How can I contact Amy Hagerstrom Therapy PLLC?
Call +1 954-228-0228, visit https://www.amyhagerstrom.com/, or use the listed social profiles: https://www.facebook.com/p/Amy-Hagerstrom-Therapy-PLLC-61579615264578/, https://www.instagram.com/amy.experiencing/, https://www.linkedin.com/company/111299965, https://www.tiktok.com/@amyhagerstromtherapypllc, https://x.com/amy_hagerstrom, and https://www.youtube.com/@AmyHagerstromTherapyPLLC.
Landmarks Near Delray Beach, FL
Amy Hagerstrom Therapy PLLC is listed in Delray Beach, with online therapy services emphasized for adults in Florida and Illinois. Clients near these Delray Beach landmarks can call +1 954-228-0228 or visit https://www.amyhagerstrom.com/ to confirm current availability and fit.
- 550 SE 6th Avenue — The listed office and mailing address area for the practice; clients can use the map listing to verify the Delray Beach location.
- Downtown Delray Beach — A central local reference point near shops, offices, and community spaces; nearby clients can ask about online therapy options.
- Atlantic Avenue — One of Delray Beach’s best-known corridors and a practical landmark for orienting around the local service area.
- Federal Highway / US-1 — A major north-south route near the SE 6th Avenue area; clients can use the website to confirm current appointment format.
- Pineapple Grove Arts District — A recognizable Delray Beach arts and dining district close to downtown.
- Old School Square — A notable cultural landmark in downtown Delray Beach and a useful local orientation point.
- Delray Beach Public Library — A central civic landmark for residents navigating the downtown area.

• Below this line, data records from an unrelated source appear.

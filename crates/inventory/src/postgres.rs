use async_trait::async_trait;
use chrono::{DateTime, Utc};
use common::{Money, OrderId, ProductId, ReservationId, ReservationLine, ReservationStatus};
use rust_decimal::Decimal;
use sqlx::{PgPool, Row, postgres::PgRow};
use uuid::Uuid;

use crate::model::merge_lines;
use crate::repository::InventoryRepository;
use crate::{InventoryError, Product, Reservation, Result};

/// PostgreSQL-backed inventory repository.
#[derive(Clone)]
pub struct PostgresInventoryRepository {
    pool: PgPool,
}

fn decode_error(column: &str, message: String) -> InventoryError {
    InventoryError::Database(sqlx::Error::ColumnDecode {
        index: column.to_string(),
        source: message.into(),
    })
}

fn to_i32(line: &ReservationLine) -> Result<i32> {
    i32::try_from(line.quantity).map_err(|_| {
        InventoryError::InvalidRequest(format!(
            "quantity {} for product {} is too large",
            line.quantity, line.product_id
        ))
    })
}

/// Serialization failures and deadlocks mean another transaction won the race for the row.
fn is_contention(err: &sqlx::Error) -> bool {
    matches!(
        err,
        sqlx::Error::Database(db_err)
            if matches!(db_err.code().as_deref(), Some("40001" | "40P01"))
    )
}

impl PostgresInventoryRepository {
    pub fn new(pool: PgPool) -> Self {
        Self { pool }
    }

    pub fn pool(&self) -> &PgPool {
        &self.pool
    }

    /// Runs the inventory migrations.
    pub async fn run_migrations(&self) -> std::result::Result<(), sqlx::migrate::MigrateError> {
        let mut migrator = sqlx::migrate!("../../migrations/inventory");
        // Other components share the migrations table.
        migrator.set_ignore_missing(true);
        migrator.run(&self.pool).await
    }

    fn row_to_product(row: PgRow) -> Result<Product> {
        let stock: i32 = row.try_get("stock_quantity")?;
        let price: Decimal = row.try_get("price")?;
        Ok(Product {
            id: ProductId::from_uuid(row.try_get::<Uuid, _>("id")?),
            name: row.try_get("name")?,
            description: row.try_get("description")?,
            stock_quantity: u32::try_from(stock)
                .map_err(|_| decode_error("stock_quantity", format!("negative: {stock}")))?,
            price: Money::from_decimal(price)
                .ok_or_else(|| decode_error("price", format!("out of range: {price}")))?,
            version: row.try_get("version")?,
        })
    }

    fn row_to_reservation(row: PgRow) -> Result<Reservation> {
        let quantity: i32 = row.try_get("quantity")?;
        let status: String = row.try_get("status")?;
        Ok(Reservation {
            id: ReservationId::from_uuid(row.try_get::<Uuid, _>("id")?),
            order_id: OrderId::from_uuid(row.try_get::<Uuid, _>("order_id")?),
            product_id: ProductId::from_uuid(row.try_get::<Uuid, _>("product_id")?),
            quantity: u32::try_from(quantity)
                .map_err(|_| decode_error("quantity", format!("negative: {quantity}")))?,
            status: ReservationStatus::parse(&status)
                .ok_or_else(|| decode_error("status", format!("unknown status: {status}")))?,
            expires_at: row.try_get("expires_at")?,
        })
    }
}

#[async_trait]
impl InventoryRepository for PostgresInventoryRepository {
    async fn get_product(&self, id: ProductId) -> Result<Option<Product>> {
        let row = sqlx::query(
            r#"
            SELECT id, name, description, stock_quantity, price, version
            FROM products
            WHERE id = $1
            "#,
        )
        .bind(id.as_uuid())
        .fetch_optional(&self.pool)
        .await?;

        row.map(Self::row_to_product).transpose()
    }

    async fn list_products(&self) -> Result<Vec<Product>> {
        let rows = sqlx::query(
            "SELECT id, name, description, stock_quantity, price, version FROM products ORDER BY name",
        )
        .fetch_all(&self.pool)
        .await?;

        rows.into_iter().map(Self::row_to_product).collect()
    }

    async fn upsert_product(&self, product: Product) -> Result<()> {
        let stock = i32::try_from(product.stock_quantity)
            .map_err(|_| InventoryError::InvalidRequest("stock quantity too large".to_string()))?;
        sqlx::query(
            r#"
            INSERT INTO products (id, name, description, stock_quantity, price, version)
            VALUES ($1, $2, $3, $4, $5, $6)
            ON CONFLICT (id) DO UPDATE SET
                name = EXCLUDED.name,
                description = EXCLUDED.description,
                stock_quantity = EXCLUDED.stock_quantity,
                price = EXCLUDED.price,
                version = products.version + 1
            "#,
        )
        .bind(product.id.as_uuid())
        .bind(&product.name)
        .bind(&product.description)
        .bind(stock)
        .bind(product.price.to_decimal())
        .bind(product.version)
        .execute(&self.pool)
        .await?;

        Ok(())
    }

    async fn reservations_for_order(&self, order_id: OrderId) -> Result<Vec<Reservation>> {
        let rows = sqlx::query(
            r#"
            SELECT id, order_id, product_id, quantity, status, expires_at
            FROM reservations
            WHERE order_id = $1
            ORDER BY created_at ASC, id ASC
            "#,
        )
        .bind(order_id.as_uuid())
        .fetch_all(&self.pool)
        .await?;

        rows.into_iter().map(Self::row_to_reservation).collect()
    }

    async fn reserve(
        &self,
        order_id: OrderId,
        lines: &[ReservationLine],
        now: DateTime<Utc>,
    ) -> Result<Vec<Reservation>> {
        let lines = merge_lines(lines);
        let mut tx = self.pool.begin().await?;

        for line in &lines {
            let updated: Option<i64> = sqlx::query_scalar(
                r#"
                UPDATE products
                SET stock_quantity = stock_quantity - $2, version = version + 1
                WHERE id = $1 AND stock_quantity >= $2
                RETURNING version
                "#,
            )
            .bind(line.product_id.as_uuid())
            .bind(to_i32(line)?)
            .fetch_optional(&mut *tx)
            .await
            .map_err(|e| {
                if is_contention(&e) {
                    InventoryError::ConcurrencyConflict {
                        product_id: line.product_id,
                    }
                } else {
                    e.into()
                }
            })?;

            if updated.is_none() {
                tx.rollback().await?;
                return Err(InventoryError::ConcurrencyConflict {
                    product_id: line.product_id,
                });
            }
        }

        let mut reservations = Vec::with_capacity(lines.len());
        for line in &lines {
            let reservation = Reservation::active(order_id, *line, now);
            let inserted = sqlx::query(
                r#"
                INSERT INTO reservations (id, order_id, product_id, quantity, status, expires_at, created_at)
                VALUES ($1, $2, $3, $4, $5, $6, $7)
                "#,
            )
            .bind(reservation.id.as_uuid())
            .bind(order_id.as_uuid())
            .bind(line.product_id.as_uuid())
            .bind(to_i32(line)?)
            .bind(reservation.status.as_str())
            .bind(reservation.expires_at)
            .bind(now)
            .execute(&mut *tx)
            .await;

            // A concurrent delivery of the same command reserved first.
            if let Err(sqlx::Error::Database(db_err)) = &inserted
                && db_err.constraint() == Some("unique_order_product")
            {
                tx.rollback().await?;
                return self.reservations_for_order(order_id).await;
            }
            inserted?;
            reservations.push(reservation);
        }

        tx.commit().await?;
        Ok(reservations)
    }

    async fn release(&self, order_id: OrderId) -> Result<Vec<Reservation>> {
        let mut tx = self.pool.begin().await?;

        // Deleting first serializes concurrent releases on the reservation rows.
        let rows = sqlx::query(
            r#"
            DELETE FROM reservations
            WHERE order_id = $1
            RETURNING id, order_id, product_id, quantity, status, expires_at
            "#,
        )
        .bind(order_id.as_uuid())
        .fetch_all(&mut *tx)
        .await?;

        let mut reservations = rows
            .into_iter()
            .map(Self::row_to_reservation)
            .collect::<Result<Vec<_>>>()?;
        reservations.sort_by_key(|r| r.product_id);

        for reservation in &reservations {
            sqlx::query(
                r#"
                UPDATE products
                SET stock_quantity = stock_quantity + $2, version = version + 1
                WHERE id = $1
                "#,
            )
            .bind(reservation.product_id.as_uuid())
            .bind(reservation.quantity as i32)
            .execute(&mut *tx)
            .await?;
        }

        tx.commit().await?;
        Ok(reservations)
    }
}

- Veterans Park — A waterfront park near the Intracoastal area; clients nearby can contact the practice for therapy availability details.
- Intracoastal Waterway — A major local landmark that helps orient the east Delray Beach area.
- Delray Municipal Beach — A well-known coastal landmark for residents and visitors in the Delray Beach area.
- Delray Beach Tennis Center — A notable recreation landmark near downtown Delray Beach.
- Morikami Museum and Japanese Gardens — A major Palm Beach County destination west of central Delray Beach; Florida-based clients can ask about online therapy access.